### [Given entries]
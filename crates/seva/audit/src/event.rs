//! Audit event types and hash computation.

use chrono::{DateTime, Utc};
use serde::{Deserialize, Serialize};
use seva_types::Arn;
use sha2::{Digest, Sha256};
use uuid::Uuid;

/// Well-known genesis `prev_hash` for the first event in a chain.
pub const GENESIS_HASH: &str =
    "0000000000000000000000000000000000000000000000000000000000000000";

/// One immutable audit event.
#[derive(Debug, Clone, Serialize, Deserialize)]
pub struct AuditEvent {
    /// Monotonic position in the chain, starting at 0.
    pub seq: u64,

    /// Unique event ID.
    pub event_id: Uuid,

    /// The application this event concerns.
    pub arn: Arn,

    /// What happened.
    pub kind: AuditKind,

    /// Who did it.
    pub actor: AuditActor,

    /// Structured event payload (fromState/toState/transitionId and the
    /// like).
    pub payload: serde_json::Value,

    /// Hash of the previous event ([`GENESIS_HASH`] for seq 0).
    pub prev_hash: String,

    /// SHA-256 over `prev_hash ‖ canonical(payload) ‖ timestamp` plus the
    /// identifying fields.
    pub hash: String,

    /// When the event was recorded.
    pub timestamp: DateTime<Utc>,
}

impl AuditEvent {
    /// Recompute this event's hash from its recorded fields.
    pub fn compute_hash(&self) -> String {
        hash_fields(
            &self.event_id,
            &self.arn,
            &self.kind,
            &self.actor,
            &self.payload,
            &self.prev_hash,
            self.timestamp,
        )
    }
}

/// An event not yet placed in the chain: everything but `seq`,
/// `prev_hash`, and `hash`, which only the log can assign.
#[derive(Debug, Clone, Serialize, Deserialize)]
pub struct DraftEvent {
    pub event_id: Uuid,
    pub arn: Arn,
    pub kind: AuditKind,
    pub actor: AuditActor,
    pub payload: serde_json::Value,
    pub timestamp: DateTime<Utc>,
}

impl DraftEvent {
    pub fn new(arn: Arn, kind: AuditKind, actor: AuditActor, payload: serde_json::Value) -> Self {
        Self {
            event_id: Uuid::new_v4(),
            arn,
            kind,
            actor,
            payload,
            timestamp: Utc::now(),
        }
    }

    /// Place the draft into the chain at `seq` after `prev_hash`.
    pub fn finalize(self, seq: u64, prev_hash: String) -> AuditEvent {
        let hash = hash_fields(
            &self.event_id,
            &self.arn,
            &self.kind,
            &self.actor,
            &self.payload,
            &prev_hash,
            self.timestamp,
        );

        AuditEvent {
            seq,
            event_id: self.event_id,
            arn: self.arn,
            kind: self.kind,
            actor: self.actor,
            payload: self.payload,
            prev_hash,
            hash,
            timestamp: self.timestamp,
        }
    }
}

fn hash_fields(
    event_id: &Uuid,
    arn: &Arn,
    kind: &AuditKind,
    actor: &AuditActor,
    payload: &serde_json::Value,
    prev_hash: &str,
    timestamp: DateTime<Utc>,
) -> String {
    let hash_input = format!(
        "{}{}{}{}{}{}{}",
        prev_hash,
        event_id,
        arn,
        serde_json::to_string(kind).unwrap_or_default(),
        serde_json::to_string(actor).unwrap_or_default(),
        serde_json::to_string(payload).unwrap_or_default(),
        timestamp.to_rfc3339(),
    );

    let mut hasher = Sha256::new();
    hasher.update(hash_input.as_bytes());
    hex::encode(hasher.finalize())
}

/// What kind of event was recorded.
#[derive(Debug, Clone, PartialEq, Eq, Serialize, Deserialize)]
#[serde(rename_all = "snake_case")]
pub enum AuditKind {
    ApplicationSubmitted,
    TransitionExecuted,
    TaskClaimed,
    TaskReleased,
    QueryRaised,
    QueryResponded,
    QueryExpired,
    SlaBreached,
    ActionDeadLettered,
    Custom(String),
}

/// Who performed the audited action.
#[derive(Debug, Clone, PartialEq, Eq, Serialize, Deserialize)]
#[serde(rename_all = "snake_case")]
pub enum AuditActor {
    /// An officer acting under their roles.
    Officer { id: String },
    /// The citizen applicant.
    Citizen,
    /// The engine itself (system transitions, sweeps).
    System { component: String },
}

impl AuditActor {
    pub fn officer(id: impl Into<String>) -> Self {
        Self::Officer { id: id.into() }
    }

    pub fn system(component: impl Into<String>) -> Self {
        Self::System {
            component: component.into(),
        }
    }
}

### [What the exercise asks]
Repeat the material in full, exactly as written.

### [Answer for this exercise]
filename crates/seva/audit/src/event.rs
//! Audit event types and hash computation.

use chrono::{DateTime, Utc};
use serde::{Deserialize, Serialize};
use seva_types::Arn;
use sha2::{Digest, Sha256};
use uuid::Uuid;

/// Well-known genesis `prev_hash` for the first event in a chain.
pub const GENESIS_HASH: &str =
    "0000000000000000000000000000000000000000000000000000000000000000";

/// One immutable audit event.
#[derive(Debug, Clone, Serialize, Deserialize)]
pub struct AuditEvent {
    /// Monotonic position in the chain, starting at 0.
    pub seq: u64,

    /// Unique event ID.
    pub event_id: Uuid,

    /// The application this event concerns.
    pub arn: Arn,

    /// What happened.
    pub kind: AuditKind,

    /// Who did it.
    pub actor: AuditActor,

    /// Structured event payload (fromState/toState/transitionId and the
    /// like).
    pub payload: serde_json::Value,

    /// Hash of the previous event ([`GENESIS_HASH`] for seq 0).
    pub prev_hash: String,

    /// SHA-256 over `prev_hash ‖ canonical(payload) ‖ timestamp` plus the
    /// identifying fields.
    pub hash: String,

    /// When the event was recorded.
    pub timestamp: DateTime<Utc>,
}

impl AuditEvent {
    /// Recompute this event's hash from its recorded fields.
    pub fn compute_hash(&self) -> String {
        hash_fields(
            &self.event_id,
            &self.arn,
            &self.kind,
            &self.actor,
            &self.payload,
            &self.prev_hash,
            self.timestamp,
        )
    }
}

/// An event not yet placed in the chain: everything but `seq`,
/// `prev_hash`, and `hash`, which only the log can assign.
#[derive(Debug, Clone, Serialize, Deserialize)]
pub struct DraftEvent {
    pub event_id: Uuid,
    pub arn: Arn,
    pub kind: AuditKind,
    pub actor: AuditActor,
    pub payload: serde_json::Value,
    pub timestamp: DateTime<Utc>,
}

impl DraftEvent {
    pub fn new(arn: Arn, kind: AuditKind, actor: AuditActor, payload: serde_json::Value) -> Self {
        Self {
            event_id: Uuid::new_v4(),
            arn,
            kind,
            actor,
            payload,
            timestamp: Utc::now(),
        }
    }

    /// Place the draft into the chain at `seq` after `prev_hash`.
    pub fn finalize(self, seq: u64, prev_hash: String) -> AuditEvent {
        let hash = hash_fields(
            &self.event_id,
            &self.arn,
            &self.kind,
            &self.actor,
            &self.payload,
            &prev_hash,
            self.timestamp,
        );

        AuditEvent {
            seq,
            event_id: self.event_id,
            arn: self.arn,
            kind: self.kind,
            actor: self.actor,
            payload: self.payload,
            prev_hash,
            hash,
            timestamp: self.timestamp,
        }
    }
}

fn hash_fields(
    event_id: &Uuid,
    arn: &Arn,
    kind: &AuditKind,
    actor: &AuditActor,
    payload: &serde_json::Value,
    prev_hash: &str,
    timestamp: DateTime<Utc>,
) -> String {
    let hash_input = format!(
        "{}{}{}{}{}{}{}",
        prev_hash,
        event_id,
        arn,
        serde_json::to_string(kind).unwrap_or_default(),
        serde_json::to_string(actor).unwrap_or_default(),
        serde_json::to_string(payload).unwrap_or_default(),
        timestamp.to_rfc3339(),
    );

    let mut hasher = Sha256::new();
    hasher.update(hash_input.as_bytes());
    hex::encode(hasher.finalize())
}

/// What kind of event was recorded.
#[derive(Debug, Clone, PartialEq, Eq, Serialize, Deserialize)]
#[serde(rename_all = "snake_case")]
pub enum AuditKind {
    ApplicationSubmitted,
    TransitionExecuted,
    TaskClaimed,
    TaskReleased,
    QueryRaised,
    QueryResponded,
    QueryExpired,
    SlaBreached,
    ActionDeadLettered,
    Custom(String),
}

/// Who performed the audited action.
#[derive(Debug, Clone, PartialEq, Eq, Serialize, Deserialize)]
#[serde(rename_all = "snake_case")]
pub enum AuditActor {
    /// An officer acting under their roles.
    Officer { id: String },
    /// The citizen applicant.
    Citizen,
    /// The engine itself (system transitions, sweeps).
    System { component: String },
}

impl AuditActor {
    pub fn officer(id: impl Into<String>) -> Self {
        Self::Officer { id: id.into() }
    }

    pub fn system(component: impl Into<String>) -> Self {
        Self::System {
            component: component.into(),
        }
    }
}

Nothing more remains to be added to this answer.